The case against a negationInd extension for supply and encounter in CDA and QRDA

It's been proposed recently that the prohibition in CDA Release 2.0 against extensions altering the semantics of the information doesn't apply to RIM based extensions.  What the standard has to say in section 1.4 on Extensibility is [emphasis mine]:

Locally-defined markup may be used when local semantics have no corresponding representation in the CDA specification. CDA seeks to standardize the highest level of shared meaning while providing a clean and standard mechanism for tagging meaning that is not shared. In order to support local extensibility requirements, it is permitted to include additional XML elements and attributes that are not included in the CDA schema. These extensions should not change the meaning of any of the standard data items, and receivers must be able to safely ignore these elements. Document recipients must be able to faithfully render the CDA document while ignoring extensions.
The rationale for including this extension in QRDA is to enable one measure (of 93) to be able to report that something was not supplied to the patient.

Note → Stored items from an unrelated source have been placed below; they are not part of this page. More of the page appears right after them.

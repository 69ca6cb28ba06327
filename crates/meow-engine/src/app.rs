//! Application root: owns the panels, consumes backend events and acts as the
//! error boundary.

use std::sync::Arc;

use meow_gateway::{EventRx, Gateway};
use meow_protocol::{BackendEvent, NotifyKind, Surface, UiMsg, ipc::UiTx};
use parking_lot::Mutex;
use tracing::{error, info, warn};

use crate::{
    Error, Severity, api_urls::ApiUrlsController, community::CommunityController,
    notification::NotificationSurface, search::SearchController, settings::SettingsController,
};

/// Top-level controller wiring every panel to one gateway and one UI channel.
#[derive(Clone)]
pub struct AppController {
    /// Application-wide toast.
    notices: NotificationSurface,
    /// Message lifetimes.
    notify: config::Notify,
    tx: UiTx,
    /// Message of the fatal panel, while it is up.
    fatal: Arc<Mutex<Option<String>>>,
    settings: SettingsController,
    search: SearchController,
    community: CommunityController,
    api_urls: ApiUrlsController,
}

impl AppController {
    /// Build every panel controller from `cfg`.
    pub fn new(gateway: Gateway, cfg: &config::Config, tx: UiTx) -> Self {
        let gateway = gateway.with_default_timeout(cfg.timeouts.gateway());
        let notices = NotificationSurface::new(Surface::App, tx.clone());
        let ttl = cfg.notify.app();
        Self {
            settings: SettingsController::new(gateway.clone(), cfg, tx.clone()),
            search: SearchController::new(
                gateway.clone(),
                cfg.timeouts.search(),
                notices.clone(),
                ttl,
                tx.clone(),
            ),
            community: CommunityController::new(gateway.clone(), notices.clone(), ttl),
            api_urls: ApiUrlsController::new(gateway, notices.clone(), ttl),
            notices,
            notify: cfg.notify,
            tx,
            fatal: Arc::new(Mutex::new(None)),
        }
    }

    pub fn settings(&self) -> &SettingsController {
        &self.settings
    }

    pub fn search(&self) -> &SearchController {
        &self.search
    }

    pub fn community(&self) -> &CommunityController {
        &self.community
    }

    pub fn api_urls(&self) -> &ApiUrlsController {
        &self.api_urls
    }

    /// App-level notification surface.
    pub fn notices(&self) -> &NotificationSurface {
        &self.notices
    }

    /// Route an error that escaped a panel by its severity tag.
    pub fn report(&self, err: &Error) -> Severity {
        let severity = err.severity();
        match severity {
            Severity::Recoverable => {
                warn!(error = %err, "recoverable_error");
                self.notices
                    .show(NotifyKind::Error, err.to_string(), self.notify.app());
            }
            Severity::Fatal => {
                error!(error = %err, "fatal_error");
                let text = err.to_string();
                *self.fatal.lock() = Some(text.clone());
                if self.tx.send(UiMsg::Fatal(text)).is_err() {
                    warn!("ui channel closed; fatal panel not shown");
                }
            }
        }
        severity
    }

    /// Message of the fatal panel, if one is showing.
    pub fn fatal(&self) -> Option<String> {
        self.fatal.lock().clone()
    }

    /// Handle one inbound backend event.
    pub fn handle_event(&self, event: BackendEvent) {
        match event {
            BackendEvent::ShortcutRegistrationFailed(reason) => {
                warn!(reason = %reason, "shortcut_registration_failed");
                self.notices.show(
                    NotifyKind::Error,
                    format!("Failed to register shortcut: {reason}"),
                    self.notify.app(),
                );
            }
        }
    }

    /// Consume backend events until the stream ends.
    pub async fn run_events(&self, mut rx: EventRx) {
        while let Some(event) = rx.recv().await {
            self.handle_event(event);
        }
        info!("backend event stream closed");
    }

    /// Recover from the fatal panel: clear it and every bit of in-memory state.
    /// Unsaved preference edits are lost.
    pub fn reload(&self) {
        *self.fatal.lock() = None;
        self.settings.reset();
        self.search.clear();
        self.community.clear();
        self.api_urls.clear();
        self.notices.dismiss();
        info!("app_reloaded");
        if self.tx.send(UiMsg::Reloaded).is_err() {
            warn!("ui channel closed");
        }
    }
}
use std::result::Result as StdResult;

use meow_gateway::OperationError;
use thiserror::Error;

/// Convenient result type for the engine crate.
pub type Result<T> = StdResult<T, Error>;

/// How the application root should present an error.
#[derive(Debug, Clone, Copy, PartialEq, Eq)]
pub enum Severity {
    /// Shown as a transient notice; the UI keeps working.
    Recoverable,
    /// Blocks the UI behind the fatal panel until a reload.
    Fatal,
}

/// Unified error type for the MemeMeow engine.
#[derive(Debug, Error)]
pub enum Error {
    /// A backend operation failed or timed out.
    #[error(transparent)]
    Operation(#[from] OperationError),

    /// User input was rejected before reaching the backend.
    #[error("{0}")]
    Validation(String),

    /// The UI event channel has been closed by the receiver.
    #[error("UI channel closed")]
    ChannelClosed,

    /// Unrecoverable failure raised explicitly by the caller.
    #[error("{0}")]
    Fatal(String),

    /// Generic error with context.
    #[error("Engine error: {0}")]
    Msg(String),
}

impl Error {
    /// Severity tag used by the application root.
    pub fn severity(&self) -> Severity {
        match self {
            Self::ChannelClosed | Self::Fatal(_) => Severity::Fatal,
            Self::Operation(_) | Self::Validation(_) | Self::Msg(_) => Severity::Recoverable,
        }
    }
}

#[cfg(test)]
mod tests {
    use meow_protocol::Method;

    use super::*;

    #[test]
    fn severity_is_explicit() {
        let op = Error::from(OperationError::Timeout {
            method: Method::SearchMemes,
        });
        assert_eq!(op.severity(), Severity::Recoverable);
        assert_eq!(op.to_string(), "search_memes timed out");
        assert_eq!(
            Error::Validation("bad url".into()).severity(),
            Severity::Recoverable
        );
        assert_eq!(Error::ChannelClosed.severity(), Severity::Fatal);
        assert_eq!(Error::Fatal("boom".into()).severity(), Severity::Fatal);
    }
}
//! keycode: key names, modifiers and chords for MemeMeow shortcuts.
//!
//! - `Modifier`: the four modifiers a shortcut may use, with spec and
//!   display names.
//! - `KeyEvent`: a raw key-down as delivered by the UI layer.
//! - `Chord`: a set of modifiers plus a single non-modifier key, parsed from
//!   and rendered to `ctrl+shift+v` style specs.
//!
//! Key names follow the web `KeyboardEvent.key` vocabulary, lower-cased.

mod modifiers;
pub use modifiers::{Modifier, display_modifier, is_modifier_key};

mod event;
pub use event::{KeyEvent, normalize_key};

mod chord;
pub use chord::Chord;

We did a risk analysis of this today on a special Structured Documents call.  Here's the scenario:

Data is captured for quality reporting and quality improvement activities.
Within that context, rules are created to ensure that patients are followed up on if they aren't getting appropriate treatment as evidenced by supply records.

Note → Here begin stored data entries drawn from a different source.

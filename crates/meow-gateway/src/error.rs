use std::{io::Error as IoError, result::Result as StdResult};

use meow_protocol::Method;
use thiserror::Error;

/// Failure of a single gateway call.
#[derive(Error, Debug, Clone, PartialEq, Eq)]
pub enum OperationError {
    /// The timer won the race; the backend may still answer later.
    #[error("{} timed out", .method.as_str())]
    Timeout {
        /// Operation that timed out.
        method: Method,
    },

    /// The backend reported a failure.
    #[error("{} failed: {cause}", .method.as_str())]
    Remote {
        /// Operation that failed.
        method: Method,
        /// Backend-provided reason.
        cause: String,
    },

    /// The backend answered with a payload of the wrong shape.
    #[error("{} returned an unexpected payload: {cause}", .method.as_str())]
    Decode {
        /// Operation whose reply could not be decoded.
        method: Method,
        /// Decoder message.
        cause: String,
    },
}

impl OperationError {
    /// Operation this error belongs to.
    pub fn method(&self) -> Method {
        match self {
            Self::Timeout { method } | Self::Remote { method, .. } | Self::Decode { method, .. } => {
                *method
            }
        }
    }

    /// True for timeouts.
    pub fn is_timeout(&self) -> bool {
        matches!(self, Self::Timeout { .. })
    }
}

/// Convenience alias for gateway call results.
pub type Result<T> = StdResult<T, OperationError>;

/// Connection-level errors of the IPC transport.
#[derive(Error, Debug)]
pub enum Error {
    /// Error in IPC communication
    #[error("IPC error: {0}")]
    Ipc(String),

    /// IO-related errors
    #[error("IO error: {0}")]
    Io(#[from] IoError),

    /// Serialization/deserialization errors
    #[error("Serialization error: {0}")]
    Serialization(String),
}

impl From<rmp_serde::encode::Error> for Error {
    fn from(err: rmp_serde::encode::Error) -> Self {
        Self::Serialization(err.to_string())
    }
}

impl From<rmp_serde::decode::Error> for Error {
    fn from(err: rmp_serde::decode::Error) -> Self {
        Self::Serialization(err.to_string())
    }
}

  1. A patient with DVT risk is ordered prophylaxis.
  2. However, that prophylaxis is not supplied for some reason (e.g., patient couldn't afford to pay).
  3. This is recorded using the extension.
  4. A system that uses the proposed extension will correctly detect that the supply did not occur, and can initiate followup.  However, a system that does not use the proposed extension and is developed with the understanding that unrecognized extensions can safely be ignored will not recognize that the supply did not occur.  In fact, it will instead recognize the opposite, that supply did occur.
  5. As a result of this, no followup on the necessary intervention is performed.  
  6. Due to the resulting delay to detect that the prophylaxis was not given, a life threatening health event occurs.

We need to assess three things:

  1. The severity of harm, which we evaluated as critical/life threatening [different organizations may use different terms].
  2. Probability of occurrence of the hazard: Care management systems today are looking for the absence of the supply signal.  Presenting a supply signal using QRDA with the extension will always cause this trigger to fail.  Due to the way it interferes with followup activities, is unlikely to be noticed by a provider, so the probability of occurrence is high that it will occur.
  3. Likelyhood of harm: This would have to be ratedMechanical prophylaxis can reduce the risk of DVT from 27% to 13% alone, or when used with medications, from 15% to 2% [see http://www.ncbi.nlm.nih.gov/pmc/articles/PMC1925160/].
If you work out the rest, you realize this is not really a workable solution by itself.  Something else has to be done.  Documenting the extension and putting some clear warnings around it is something we know doesn't work well.  Trying to create patient safety in a design through labeling is the least effective method according to the FDA.

If I were the product manager for the 93 quality measures, I'd pull the one in question and release it later when CDA Release 2.1 (or as seems more likely, CDA on FHIR) has the capacity to address the need.